From Mary’s ephemera collection . . . this dance card for the Christmas Ball given by the Marysville Miner’s Union, No. 103.

Although the dance card is undated, I suspect the event took place a year or two prior to Mary’s wedding to George Schenk which took place in August 1900.


Given By
Marysville Miner’s Union, No. 103,
W.F. of M.
Music by Brass’ Full Orchestra.

Inside the card is a “Programme” that lists the dances and Mary’s dance partners that night.

Transcription (left side)

Grand March.

  1. Plain Quadrille.       Howard Ped[?]
  2. Plain Waltz.       Peter A[?]ne
  3. Shottische.       [illegible]
  4. Two Step.       ” Conrad
  5. Plain Lancers.       Peter A[?]ne
  6. Plain Waltz.       Amos
  7. Polka.       J. Slater
  8. Waltz Quadrille.       S. Sullivan
  9. Two Step.       P. A[?]ne
  10. Comas Waltz.       Carl
  11. Plain Quadrille.       Something
  12. Plain Waltz.       Warden

Transcription (right side)

13. Plain Waltz.       Sl[???]
14. Plain Lancers:       Jay Hart
15. Two Step.       P. A[?]ne
16. French Minuette.       Mr. Conard
17.  Shottische.       J. Slater
18. Plain Quadrille.       J. Mongan
19. Plain Waltz.       P. Hindlen
20. Newport.       Geo Schenk
21. Waltz Quadrille.
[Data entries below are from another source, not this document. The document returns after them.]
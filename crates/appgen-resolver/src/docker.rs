//! Local Docker image store resolver.

use appgen_core::image::{parse_env_entries, parse_exposed_port};
use appgen_core::{Error, ImageName, ImageRef, ImageSource, Resolver, Result};
use async_trait::async_trait;
use bollard::Docker;
use bollard::errors::Error as DockerError;
use std::collections::{BTreeMap, HashMap};
use tracing::debug;

/// Resolves images already present in the local Docker daemon.
pub struct LocalDockerResolver {
    docker: Docker,
}

impl LocalDockerResolver {
    /// Create a resolver for the local Docker daemon.
    pub fn new() -> Result<Self> {
        let docker = Docker::connect_with_local_defaults()
            .map_err(|e| Error::ResolverTransient(e.to_string()))?;
        Ok(Self { docker })
    }

    /// Create with a custom Docker client.
    pub fn with_client(docker: Docker) -> Self {
        Self { docker }
    }
}

#[async_trait]
impl Resolver for LocalDockerResolver {
    fn name(&self) -> &str {
        "docker"
    }

    async fn resolve(&self, name: &str) -> Result<ImageRef> {
        let image_name = ImageName::parse(name)?;

        let inspect = match self.docker.inspect_image(name).await {
            Ok(inspect) => inspect,
            Err(DockerError::DockerResponseServerError {
                status_code: 404, ..
            }) => return Err(Error::ResolverNoMatch(name.to_string())),
            Err(e) => return Err(Error::ResolverTransient(format!("docker: {}", e))),
        };

        debug!(image = %name, id = ?inspect.id, "Found image in local store");

        let config = inspect.config.unwrap_or_default();
        let ports: Vec<String> = config
            .exposed_ports
            .map(|p| p.into_keys().collect())
            .unwrap_or_default();
        let env = config.env.unwrap_or_default();

        Ok(image_ref_from_parts(
            image_name,
            inspect.id,
            ports.iter().map(String::as_str),
            env.iter().map(String::as_str),
            config.labels.unwrap_or_default(),
        ))
    }
}

/// Build an image reference from the pieces of a local image inspection.
fn image_ref_from_parts<'a>(
    name: ImageName,
    id: Option<String>,
    ports: impl Iterator<Item = &'a str>,
    env: impl Iterator<Item = &'a str>,
    labels: HashMap<String, String>,
) -> ImageRef {
    let mut image = ImageRef::new(name, ImageSource::LocalRuntime)
        .with_exposed_ports(ports.filter_map(parse_exposed_port))
        .with_env(parse_env_entries(env))
        .with_labels(labels.into_iter().collect::<BTreeMap<_, _>>());
    image.id = id;
    image
}

#[cfg(test)]
mod tests {
    use super::*;
    use appgen_core::image::NON_RUNNABLE_LABEL;

    #[test]
    fn test_image_ref_from_parts() {
        let name = ImageName::parse("openshift/ruby-20-centos").unwrap();
        let labels = HashMap::from([(NON_RUNNABLE_LABEL.to_string(), "true".to_string())]);

        let image = image_ref_from_parts(
            name,
            Some("sha256:abc".to_string()),
            ["8080/tcp", "53/udp"].into_iter(),
            ["RACK_ENV=production", "PATH=/usr/bin"].into_iter(),
            labels,
        );

        assert_eq!(image.source, ImageSource::LocalRuntime);
        assert_eq!(image.id.as_deref(), Some("sha256:abc"));
        assert_eq!(image.exposed_ports.iter().copied().collect::<Vec<_>>(), vec![8080]);
        assert_eq!(image.env.get("RACK_ENV").map(String::as_str), Some("production"));
        assert!(!image.is_runnable());
    }

    #[test]
    fn test_resolver_name() {
        // Connecting with local defaults does not contact the daemon.
        if let Ok(resolver) = LocalDockerResolver::new() {
            assert_eq!(resolver.name(), "docker");
        }
    }
}
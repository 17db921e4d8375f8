//! The `generate` command.

use crate::GenerateArgs;
use crate::encoder::{JsonListEncoder, ObjectEncoder};
use anyhow::{Context, Result};
use appgen_config::{GeneratorConfig, parse_environment};
use appgen_core::StrategyOptions;
use appgen_generate::{
    DetectorChain, GenerateRequest, Generator, GitCli, GitFetcher, SourceInput, StrategyOverride,
    is_remote_repository,
};
use appgen_resolver::ResolverChainBuilder;
use std::path::PathBuf;
use std::sync::Arc;
use tracing::info;

pub async fn generate(args: GenerateArgs) -> Result<()> {
    let config = GeneratorConfig::load_or_default(&args.config)
        .with_context(|| format!("Failed to load config: {}", args.config.display()))?
        .with_namespace(args.namespace.clone())
        .context("Invalid namespace")?;
    let env = parse_environment(&args.env).context("Invalid environment")?;

    let detectors = DetectorChain::default()
        .with_builder_overrides(&config.builders)
        .context("Invalid builder configuration")?;
    let resolver = ResolverChainBuilder::new(config).build().await;

    let generator = Generator::new(
        Arc::new(resolver),
        Arc::new(GitFetcher::new()),
        Arc::new(GitCli),
        detectors,
    );

    let location = if is_remote_repository(&args.source) {
        SourceInput::Url(args.source.clone())
    } else {
        SourceInput::Directory(PathBuf::from(&args.source))
    };
    let strategy_override = match (args.docker_context, args.builder_image) {
        (Some(context), _) => Some(StrategyOverride::Context(context)),
        (None, Some(image)) => Some(StrategyOverride::BuilderImage(image)),
        (None, None) => None,
    };

    let request = GenerateRequest {
        location,
        name: args.name,
        git_ref: args.git_ref,
        strategy_override,
        port: args.port,
        env,
        options: StrategyOptions {
            no_cache: args.no_cache,
            incremental: args.incremental,
            build_only: args.build_only,
        },
    };

    let objects = generator
        .generate(request)
        .await
        .with_context(|| format!("Failed to generate objects for {}", args.source))?;

    let encoder = JsonListEncoder { pretty: true };
    match args.output {
        Some(path) => {
            let mut file = std::fs::File::create(&path)
                .with_context(|| format!("Failed to create {}", path.display()))?;
            encoder.encode(&objects, &mut file)?;
            info!(path = %path.display(), objects = objects.len(), "Wrote objects");
        }
        None => {
            let stdout = std::io::stdout();
            encoder.encode(&objects, &mut stdout.lock())?;
        }
    }

    Ok(())
}
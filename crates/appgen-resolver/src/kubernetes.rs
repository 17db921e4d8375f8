//! Platform image stream resolver.

use appgen_core::image::{parse_env_entries, parse_exposed_port};
use appgen_core::{Error, ImageName, ImageRef, ImageSource, Resolver, Result};
use async_trait::async_trait;
use kube::Client;
use kube::api::{Api, ApiResource, DynamicObject, GroupVersionKind};
use serde_json::Value;
use std::collections::BTreeMap;
use std::sync::Arc;
use tracing::{debug, warn};

/// Namespace probed when no other is configured.
pub const FALLBACK_NAMESPACE: &str = "default";

/// Looks up images tracked by the platform in a single namespace.
#[async_trait]
pub trait ClusterImageLookup: Send + Sync {
    /// Find `name` in `namespace`.
    ///
    /// `Ok(None)` means the cluster answered and has no such image.
    async fn find_image(&self, namespace: &str, name: &ImageName) -> Result<Option<ImageRef>>;
}

/// Resolves images through platform image streams.
///
/// The probe list is fixed at construction: the project namespace (when
/// given) followed by the default namespace. It is never empty.
pub struct ImageStreamResolver {
    lookup: Arc<dyn ClusterImageLookup>,
    namespaces: Vec<String>,
}

impl ImageStreamResolver {
    pub fn new(
        lookup: Arc<dyn ClusterImageLookup>,
        project_namespace: Option<&str>,
        default_namespace: &str,
    ) -> Self {
        let default_namespace = if default_namespace.is_empty() {
            FALLBACK_NAMESPACE
        } else {
            default_namespace
        };

        let mut namespaces = Vec::with_capacity(2);
        if let Some(ns) = project_namespace.filter(|ns| !ns.is_empty()) {
            namespaces.push(ns.to_string());
        }
        if !namespaces.iter().any(|ns| ns == default_namespace) {
            namespaces.push(default_namespace.to_string());
        }

        Self { lookup, namespaces }
    }

    /// Namespaces in probe order.
    pub fn namespaces(&self) -> &[String] {
        &self.namespaces
    }
}

#[async_trait]
impl Resolver for ImageStreamResolver {
    fn name(&self) -> &str {
        "imagestream"
    }

    async fn resolve(&self, name: &str) -> Result<ImageRef> {
        let image_name = ImageName::parse(name)?;

        if image_name.registry.is_some() {
            return Err(Error::ResolverNoMatch(name.to_string()));
        }

        // An image name that carries its own namespace is only looked up there.
        let probe: Vec<&str> = match &image_name.namespace {
            Some(ns) => vec![ns.as_str()],
            None => self.namespaces.iter().map(String::as_str).collect(),
        };

        let mut unavailable = None;
        for namespace in probe {
            debug!(image = %name, namespace = %namespace, "Probing image streams");
            match self.lookup.find_image(namespace, &image_name).await {
                Ok(Some(image)) => return Ok(image),
                Ok(None) => {}
                Err(Error::ResolverTransient(msg)) => {
                    warn!(namespace = %namespace, error = %msg, "Image stream lookup failed");
                    unavailable = Some(msg);
                }
                Err(e) => return Err(e),
            }
        }

        match unavailable {
            Some(msg) => Err(Error::ResolverTransient(msg)),
            None => Err(Error::ResolverNoMatch(name.to_string())),
        }
    }
}

/// Image stream lookup against a live cluster.
pub struct KubeImageStreamLookup {
    client: Client,
    streams: ApiResource,
    images: ApiResource,
}

impl KubeImageStreamLookup {
    /// Connect using the ambient kubeconfig or in-cluster configuration.
    pub async fn new() -> Result<Self> {
        let client = Client::try_default()
            .await
            .map_err(|e| Error::ResolverTransient(e.to_string()))?;
        Ok(Self::with_client(client))
    }

    pub fn with_client(client: Client) -> Self {
        let streams =
            ApiResource::from_gvk(&GroupVersionKind::gvk("image.openshift.io", "v1", "ImageStream"));
        let images =
            ApiResource::from_gvk(&GroupVersionKind::gvk("image.openshift.io", "v1", "Image"));
        Self {
            client,
            streams,
            images,
        }
    }
}

#[async_trait]
impl ClusterImageLookup for KubeImageStreamLookup {
    async fn find_image(&self, namespace: &str, name: &ImageName) -> Result<Option<ImageRef>> {
        let streams: Api<DynamicObject> =
            Api::namespaced_with(self.client.clone(), namespace, &self.streams);

        let Some(stream) = streams
            .get_opt(&name.name)
            .await
            .map_err(|e| Error::ResolverTransient(format!("cluster: {}", e)))?
        else {
            return Ok(None);
        };

        let Some(event) = latest_tag_event(&stream.data, name.tag_or_default()) else {
            debug!(namespace = %namespace, stream = %name.name, "Tag not present in stream");
            return Ok(None);
        };

        let metadata = match &event.image {
            Some(image_id) => {
                let images: Api<DynamicObject> = Api::all_with(self.client.clone(), &self.images);
                images
                    .get_opt(image_id)
                    .await
                    .map_err(|e| Error::ResolverTransient(format!("cluster: {}", e)))?
                    .map(|image| image.data)
            }
            None => None,
        };

        Ok(Some(image_ref_from_stream(
            namespace,
            name,
            &event,
            metadata.as_ref(),
        )))
    }
}

/// Most recent entry recorded for a tag in an image stream's status.
#[derive(Debug, Clone, PartialEq)]
struct TagEvent {
    docker_image_reference: String,
    image: Option<String>,
}

fn latest_tag_event(stream: &Value, tag: &str) -> Option<TagEvent> {
    let tags = stream.pointer("/status/tags")?.as_array()?;
    let entry = tags
        .iter()
        .find(|t| t.get("tag").and_then(Value::as_str) == Some(tag))?;
    let item = entry.get("items")?.as_array()?.first()?;

    Some(TagEvent {
        docker_image_reference: item.get("dockerImageReference")?.as_str()?.to_string(),
        image: item.get("image").and_then(Value::as_str).map(str::to_string),
    })
}

fn image_ref_from_stream(
    namespace: &str,
    requested: &ImageName,
    event: &TagEvent,
    image: Option<&Value>,
) -> ImageRef {
    let mut name = ImageName::parse(&event.docker_image_reference).unwrap_or_else(|_| ImageName {
        registry: None,
        namespace: Some(namespace.to_string()),
        name: requested.name.clone(),
        tag: None,
        digest: None,
    });
    // Stream references are usually digest pinned; keep the tag that was asked for.
    if name.tag.is_none() {
        name.tag = Some(requested.tag_or_default().to_string());
    }

    let mut image_ref = ImageRef::new(
        name,
        ImageSource::Platform {
            namespace: namespace.to_string(),
        },
    );
    image_ref.id = event.image.clone();

    if let Some(config) = image.and_then(|i| i.pointer("/dockerImageMetadata/Config")) {
        if let Some(ports) = config.get("ExposedPorts").and_then(Value::as_object) {
            image_ref = image_ref.with_exposed_ports(ports.keys().filter_map(|p| parse_exposed_port(p)));
        }
        if let Some(env) = config.get("Env").and_then(Value::as_array) {
            image_ref = image_ref.with_env(parse_env_entries(env.iter().filter_map(Value::as_str)));
        }
        if let Some(labels) = config.get("Labels").and_then(Value::as_object) {
            let labels: BTreeMap<String, String> = labels
                .iter()
                .filter_map(|(k, v)| v.as_str().map(|v| (k.clone(), v.to_string())))
                .collect();
            image_ref = image_ref.with_labels(labels);
        }
    }

    image_ref
}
Mr.      [illegible]
22. Polka.       [illegible]
23. Two Step.       Will S.
24. Plain Waltz.       E. Bir[??]ham
25. Medley.       [illegible]

Apparently Mary only danced with George one time that night – dance #20, the “Newport”.

Western Federation of Miners

The Christmas Ball was given by the “Marysville Miners’ Union No. 103, W.F. of M.” After a little internet research, I concluded that “W.F. of M.” probably stood for the Western Federation of Miners.

The “WFM” was a merger of several miners’ unions representing copper mines from Montana, silver and lead miners from Idaho, gold miners from Colorado, and hard rock miners from South Dakota and Utah. This particular union gained a reputation for its militancy in the mines of the Western United States and British Columbia.